L’accession à la présidence de l’ALCAM en 1957.

Le scrutin du 23 décembre 1956 a constitué un tournant décisif dans l’histoire du Cameroun. C’est à la faveur de celui-ci qu’est né l’Etat du Cameroun, et par la suite, a été formé le tout premier gouvernement de toute l’histoire du Cameroun sous administration française.

A – Le statut de 1957 et le 1er gouvernement camerounais.

Le 16 avril 1957 a été promulgué, par le gouvernement français, le statut du Cameroun. C’était une sorte de «règlement intérieur » du pays, toujours régi par la constitution française de 1946. Il instaurait un régime parlementaire au Cameroun, avec un gouvernement investi par le Parlement, et dirigé par un Premier ministre qui en était le chef. Il a dans le même temps donné naissance à la citoyenneté camerounaise totalement distincte de la française.
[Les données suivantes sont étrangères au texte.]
//! # Stats Collector
//!
//! Lock-free per-endpoint and global counters. Grounded on the teacher's
//! `metrics.rs::MetricsCollector` for the cleanup-task/retention shape,
//! reimplemented with `AtomicU64`/`AtomicI64` per-endpoint counters (per
//! spec.md §4.6's lock-free requirement — the teacher's own collector is
//! `RwLock`-guarded) and `DashMap` only for the outer endpoint→counters map,
//! matching the `DashMap` idiom the teacher uses in `cache.rs`.
//!
//! Contract: counter reads are eventually consistent. No cross-counter
//! atomicity is guaranteed — callers must tolerate slight skew between,
//! e.g., `total` and `successful + failed`.

use dashmap::DashMap;
use serde::{Deserialize, Serialize};
use std::sync::atomic::{AtomicI64, AtomicU64, Ordering};
use std::sync::Arc;
use std::time::{Duration, Instant};

#[derive(Debug, Clone, Serialize, Deserialize)]
pub struct StatsConfig {
    #[serde(with = "crate::common::duration_serde")]
    pub cleanup_interval: Duration,
    #[serde(with = "crate::common::duration_serde")]
    pub endpoint_ttl: Duration,
    pub max_tracked_endpoints: usize,
}

impl Default for StatsConfig {
    fn default() -> Self {
        Self {
            cleanup_interval: Duration::from_secs(300),
            endpoint_ttl: Duration::from_secs(3600),
            max_tracked_endpoints: 50,
        }
    }
}

/// Append-only (except `active_connections` and min/max latency) per-endpoint
/// counters.
#[derive(Debug)]
pub struct EndpointData {
    pub total_requests: AtomicU64,
    pub successful_requests: AtomicU64,
    pub failed_requests: AtomicU64,
    pub total_bytes: AtomicU64,
    pub total_latency_ms: AtomicU64,
    pub min_latency_ms: AtomicU64,
    pub max_latency_ms: AtomicU64,
    pub active_connections: AtomicI64,
    last_used: parking_lot_last_used::LastUsed,
}

/// A tiny `Instant`-under-atomic-friendly-lock wrapper so `EndpointData`
/// doesn't need a whole extra crate just to record "when was this endpoint
/// last touched" for the cleanup sweep.
mod parking_lot_last_used {
    use std::sync::Mutex;
    use std::time::Instant;

    #[derive(Debug)]
    pub struct LastUsed(Mutex<Instant>);

    impl LastUsed {
        pub fn now() -> Self {
            Self(Mutex::new(Instant::now()))
        }

        pub fn touch(&self) {
            *self.0.lock().unwrap() = Instant::now();
        }

        pub fn elapsed(&self) -> std::time::Duration {
            self.0.lock().unwrap().elapsed()
        }
    }
}

impl Default for EndpointData {
    fn default() -> Self {
        Self {
            total_requests: AtomicU64::new(0),
            successful_requests: AtomicU64::new(0),
            failed_requests: AtomicU64::new(0),
            total_bytes: AtomicU64::new(0),
            total_latency_ms: AtomicU64::new(0),
            min_latency_ms: AtomicU64::new(u64::MAX),
            max_latency_ms: AtomicU64::new(0),
            active_connections: AtomicI64::new(0),
            last_used: parking_lot_last_used::LastUsed::now(),
        }
    }
}

impl EndpointData {
    fn record_request(&self, success: bool, latency_ms: u64, bytes: u64) {
        self.total_requests.fetch_add(1, Ordering::Relaxed);
        if success {
            self.successful_requests.fetch_add(1, Ordering::Relaxed);
        } else {
            self.failed_requests.fetch_add(1, Ordering::Relaxed);
        }
        self.total_bytes.fetch_add(bytes, Ordering::Relaxed);
        self.total_latency_ms.fetch_add(latency_ms, Ordering::Relaxed);
        cas_min(&self.min_latency_ms, latency_ms);
        cas_max(&self.max_latency_ms, latency_ms);
        self.last_used.touch();
    }

    fn record_connection_delta(&self, delta: i64) {
        if delta < 0 {
            // Clamp at zero: subtract only down to 0 even under races.
            let _ = self
                .active_connections
                .fetch_update(Ordering::Relaxed, Ordering::Relaxed, |current| {
                    Some((current + delta).max(0))
                });
        } else {
            self.active_connections.fetch_add(delta, Ordering::Relaxed);
        }
        self.last_used.touch();
    }

    pub fn mean_latency_ms(&self) -> f64 {
        let total = self.total_requests.load(Ordering::Relaxed);
        if total == 0 {
            return 0.0;
        }
        self.total_latency_ms.load(Ordering::Relaxed) as f64 / total as f64
    }
}

/// Atomic CAS loop bounded at a handful of retries; on repeated CAS
/// failure under contention we accept slight staleness rather than spin
/// forever, per spec.md §9's "lock-free min/max latency" design note.
fn cas_min(cell: &AtomicU64, value: u64) {
    let mut current = cell.load(Ordering::Relaxed);
    for _ in 0..8 {
        if value >= current {
            return;
        }
        match cell.compare_exchange_weak(current, value, Ordering::Relaxed, Ordering::Relaxed) {
            Ok(_) => return,
            Err(observed) => current = observed,
        }
    }
}

fn cas_max(cell: &AtomicU64, value: u64) {
    let mut current = cell.load(Ordering::Relaxed);
    for _ in 0..8 {
        if value <= current {
            return;
        }
        match cell.compare_exchange_weak(current, value, Ordering::Relaxed, Ordering::Relaxed) {
            Ok(_) => return,
            Err(observed) => current = observed,
        }
    }
}

/// Process-wide security counters (rate-limit/size-limit violations),
/// consumed from collaborators outside `olla-core`'s scope.
#[derive(Debug, Default)]
pub struct SecurityStats {
    violations: DashMap<String, AtomicU64>,
}

impl SecurityStats {
    fn record(&self, kind: &str) {
        self.violations
            .entry(kind.to_string())
            .or_insert_with(|| AtomicU64::new(0))
            .fetch_add(1, Ordering::Relaxed);
    }

    pub fn count(&self, kind: &str) -> u64 {
        self.violations
            .get(kind)
            .map(|c| c.load(Ordering::Relaxed))
            .unwrap_or(0)
    }
}

/// Sum across all tracked endpoints, used by `/internal/status`.
#[derive(Debug, Clone, serde::Serialize)]
pub struct GlobalStats {
    pub endpoints_tracked: usize,
    pub total_requests: u64,
    pub successful_requests: u64,
    pub failed_requests: u64,
    pub total_active_connections: i64,
    pub uptime_seconds: u64,
}

/// Shared, cloneable stats handle.
#[derive(Clone)]
pub struct StatsCollector {
    inner: Arc<Inner>,
}

struct Inner {
    endpoints: DashMap<String, Arc<EndpointData>>,
    security: SecurityStats,
    config: StatsConfig,
    started_at: Instant,
}

impl StatsCollector {
    pub fn new(config: StatsConfig) -> Self {
        Self {
            inner: Arc::new(Inner {
                endpoints: DashMap::new(),
                security: SecurityStats::default(),
                config,
                started_at: Instant::now(),
            }),
        }
    }

    fn entry(&self, endpoint: &str) -> Arc<EndpointData> {
        self.inner
            .endpoints
            .entry(endpoint.to_string())
            .or_insert_with(|| Arc::new(EndpointData::default()))
            .clone()
    }

    pub fn record_request(&self, endpoint: &str, success: bool, latency: Duration, bytes: u64) {
        self.entry(endpoint)
            .record_request(success, latency.as_millis() as u64, bytes);
    }

    pub fn record_connection(&self, endpoint: &str, delta: i64) {
        self.entry(endpoint).record_connection_delta(delta);
    }

    pub fn active_connections(&self, endpoint: &str) -> i64 {
        self.inner
            .endpoints
            .get(endpoint)
            .map(|e| e.active_connections.load(Ordering::Relaxed))
            .unwrap_or(0)
    }

    pub fn record_security_violation(&self, kind: &str) {
        self.inner.security.record(kind);
    }

    pub fn security_violation_count(&self, kind: &str) -> u64 {
        self.inner.security.count(kind)
    }

    pub fn endpoint_stats(&self, endpoint: &str) -> Option<Arc<EndpointData>> {
        self.inner.endpoints.get(endpoint).map(|e| e.clone())
    }

    pub fn global_stats(&self) -> GlobalStats {
        let mut total = 0;
        let mut successful = 0;
        let mut failed = 0;
        let mut active = 0;
        for entry in self.inner.endpoints.iter() {
            total += entry.total_requests.load(Ordering::Relaxed);
            successful += entry.successful_requests.load(Ordering::Relaxed);
            failed += entry.failed_requests.load(Ordering::Relaxed);
            active += entry.active_connections.load(Ordering::Relaxed);
        }
        GlobalStats {
            endpoints_tracked: self.inner.endpoints.len(),
            total_requests: total,
            successful_requests: successful,
            failed_requests: failed,
            total_active_connections: active,
            uptime_seconds: self.inner.started_at.elapsed().as_secs(),
        }
    }

    /// Evict endpoint entries untouched for `endpoint_ttl`, then cap the
    /// tracked set at `max_tracked_endpoints` (oldest first). Intended to
    /// be called from a periodic background task.
    pub fn cleanup(&self) {
        let ttl = self.inner.config.endpoint_ttl;
        self.inner
            .endpoints
            .retain(|_, data| data.last_used.elapsed() < ttl);

        let over = self
            .inner
            .endpoints
            .len()
            .saturating_sub(self.inner.config.max_tracked_endpoints);
        if over == 0 {
            return;
        }
        let mut by_age: Vec<(String, Duration)> = self
            .inner
            .endpoints
            .iter()
            .map(|e| (e.key().clone(), e.value().last_used.elapsed()))
            .collect();
        by_age.sort_by(|a, b| b.1.cmp(&a.1));
        for (key, _) in by_age.into_iter().take(over) {
            self.inner.endpoints.remove(&key);
        }
    }

    pub async fn run_cleanup_task(self) {
        let interval = self.inner.config.cleanup_interval;
        loop {
            tokio::time::sleep(interval).await;
            self.cleanup();
        }
    }
}

#[cfg(test)]
mod tests {
    use super::*;

    #[test]
    fn active_connections_never_go_negative() {
        let stats = StatsCollector::new(StatsConfig::default());
        stats.record_connection("a", 1);
        stats.record_connection("a", -5);
        assert_eq!(stats.active_connections("a"), 0);
    }

    #[test]
    fn min_max_latency_converge_under_interleaved_updates() {
        let stats = StatsCollector::new(StatsConfig::default());
        stats.record_request("a", true, Duration::from_millis(50), 10);
        stats.record_request("a", true, Duration::from_millis(10), 10);
        stats.record_request("a", true, Duration::from_millis(100), 10);
        let data = stats.endpoint_stats("a").unwrap();
        assert_eq!(data.min_latency_ms.load(Ordering::Relaxed), 10);
        assert_eq!(data.max_latency_ms.load(Ordering::Relaxed), 100);
    }

    #[test]
    fn total_equals_successful_plus_failed() {
        let stats = StatsCollector::new(StatsConfig::default());
        stats.record_request("a", true, Duration::from_millis(1), 0);
        stats.record_request("a", false, Duration::from_millis(1), 0);
        let data = stats.endpoint_stats("a").unwrap();
        assert_eq!(
            data.total_requests.load(Ordering::Relaxed),
            data.successful_requests.load(Ordering::Relaxed)
                + data.failed_requests.load(Ordering::Relaxed)
        );
    }

    #[test]
    fn cleanup_evicts_expired_entries() {
        let mut config = StatsConfig::default();
        config.endpoint_ttl = Duration::from_millis(1);
        let stats = StatsCollector::new(config);
        stats.record_request("a", true, Duration::from_millis(1), 0);
        std::thread::sleep(Duration::from_millis(5));
        stats.cleanup();
        assert!(stats.endpoint_stats("a").is_none());
    }

    #[test]
    fn cleanup_caps_tracked_endpoints_oldest_first() {
        let mut config = StatsConfig::default();
        config.max_tracked_endpoints = 1;
        config.endpoint_ttl = Duration::from_secs(3600);
        let stats = StatsCollector::new(config);
        stats.record_request("old", true, Duration::from_millis(1), 0);
        std::thread::sleep(Duration::from_millis(5));
        stats.record_request("new", true, Duration::from_millis(1), 0);
        stats.cleanup();
        assert!(stats.endpoint_stats("old").is_none());
        assert!(stats.endpoint_stats("new").is_some());
    }
}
Ce statut a été la raison principale de l’organisation du scrutin du 23 décembre 1956. Ce dernier lui-même est la conséquence de ce que l’histoire de la décolonisation a retenu sous le nom de « loi-cadre Deferre », qui instituait « l’autonomie interne » dans les territoires coloniaux français d’Afrique noire. Cela n’était rien moins qu’une réponse à la pression qu’exerçaient les Africains sur le gouvernement français pour qu’il accorde l’indépendance à leurs différents pays.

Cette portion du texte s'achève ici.